This post probably won't make sense and likely will never make a public appearance on the blog but I had to try to get it out anyway. I feel as if I am detoxing in a way from being pregnant/giving birth. With each pregnancy this has been a stronger feeling. It is something I can't really explain at all except that I can't quit thinking about it/ want to remember,
need to remember what happened. To be honest I love labor and delivery, it the day I look forward to the most and love/hate the fact it is only a day.
With this pregnancy I never really thought about the fact this could be our last baby. It wasn't something that crossed my mind really, especially at the end because I was just so uncomfortable. It took about 2 weeks after she was born for me to realize and say to Mark "She could be our last one couldn't she?" Why the thought had not crossed my mind until then I am not really sure, but it did. I just want to freeze time right now, freeze her right where she is, freeze the hospital stay, freeze everything so I don't forget, so I don't take for granted.

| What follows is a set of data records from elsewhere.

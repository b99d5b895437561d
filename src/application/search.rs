use serde::Serialize;

use crate::application::articles::ArticleService;
use crate::application::products::ProductService;
use crate::application::repos::RepoError;
use crate::application::talents::TalentService;
use crate::domain::entities::{ArticleCard, ProductRecord, TalentRecord};
use crate::domain::search::{Scored, SearchQuery, WeightedField, rank};

const RESULT_LIMIT: usize = 20;

#[derive(Debug, Clone, Default, Serialize)]
pub struct SearchResults {
    pub articles: Vec<ArticleCard>,
    pub products: Vec<ProductRecord>,
    pub talents: Vec<TalentRecord>,
}

/// Weighted search over public content, served from the cached listings.
#[derive(Clone)]
pub struct SearchService {
    articles: ArticleService,
    products: ProductService,
    talents: TalentService,
}

impl SearchService {
    pub fn new(articles: ArticleService, products: ProductService, talents: TalentService) -> Self {
        Self {
            articles,
            products,
            talents,
        }
    }

    pub async fn search(&self, raw: &str) -> Result<SearchResults, RepoError> {
        let query = SearchQuery::parse(raw);
        if query.is_empty() {
            return Ok(SearchResults::default());
        }

        let articles = rank(
            &query,
            self.articles.published_articles().await?,
            |article: &ArticleCard| {
                vec![
                    WeightedField::new(&article.title, 3),
                    WeightedField::new(&article.excerpt, 1),
                ]
            },
            |article| article.title.as_str(),
        );
        let products = rank(
            &query,
            self.products.published_products().await?,
            |product: &ProductRecord| {
                vec![
                    WeightedField::new(&product.name, 3),
                    WeightedField::new(&product.category, 2),
                    WeightedField::new(&product.description, 1),
                ]
            },
            |product| product.name.as_str(),
        );
        let talents = rank(
            &query,
            self.talents.approved_talents().await?,
            |talent: &TalentRecord| {
                vec![
                    WeightedField::new(&talent.name, 3),
                    WeightedField::new(&talent.profession, 2),
                    WeightedField::new(&talent.industry, 1),
                ]
            },
            |talent| talent.name.as_str(),
        );

        Ok(SearchResults {
            articles: top(articles),
            products: top(products),
            talents: top(talents),
        })
    }
}

fn top<T>(scored: Vec<Scored<T>>) -> Vec<T> {
    scored
        .into_iter()
        .take(RESULT_LIMIT)
        .map(|hit| hit.item)
        .collect()
}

I am so thankful we got to spend 2 days instead of 1 in the hospital. It really gave me the time to rest (besides the vitals checking every 4 hours, that is NOT fun at 4 AM) and cuddle and just be with her. I was able to get a shower, doze on and off some, and relax which was wonderful since I had been having contractions for a couple of weeks. I loved all the nurses I had and want to just go back and thank them for being a part of such a special time in my life. I really just want to remember it all vividly because we could not have the opportunity to do it again.
I need to remember her newborness, how tiny she was and is, that she loves to be swaddled and cuddled, hates diaper and clothes changes, poops every diaper, grunts with the best trucker out there, and can already produce burps to rival those of her big brothers. She likes her paci only sometimes, eats every 3 hours like clockwork, looks exactly like me with my baby pictures, and is just the most precious little light in our lives. Her brothers adore her and make sure I take care of her ("Mom, Halle Kate is crying, calm her down please.")
***
I wrote this about 3 weeks ago or so when Halle Kate was still oh so tiny. There are still so many emotions (and hormones I am sure) that go with having a baby and there is still just this strong desire to not forget her birthday, what and how it all happened.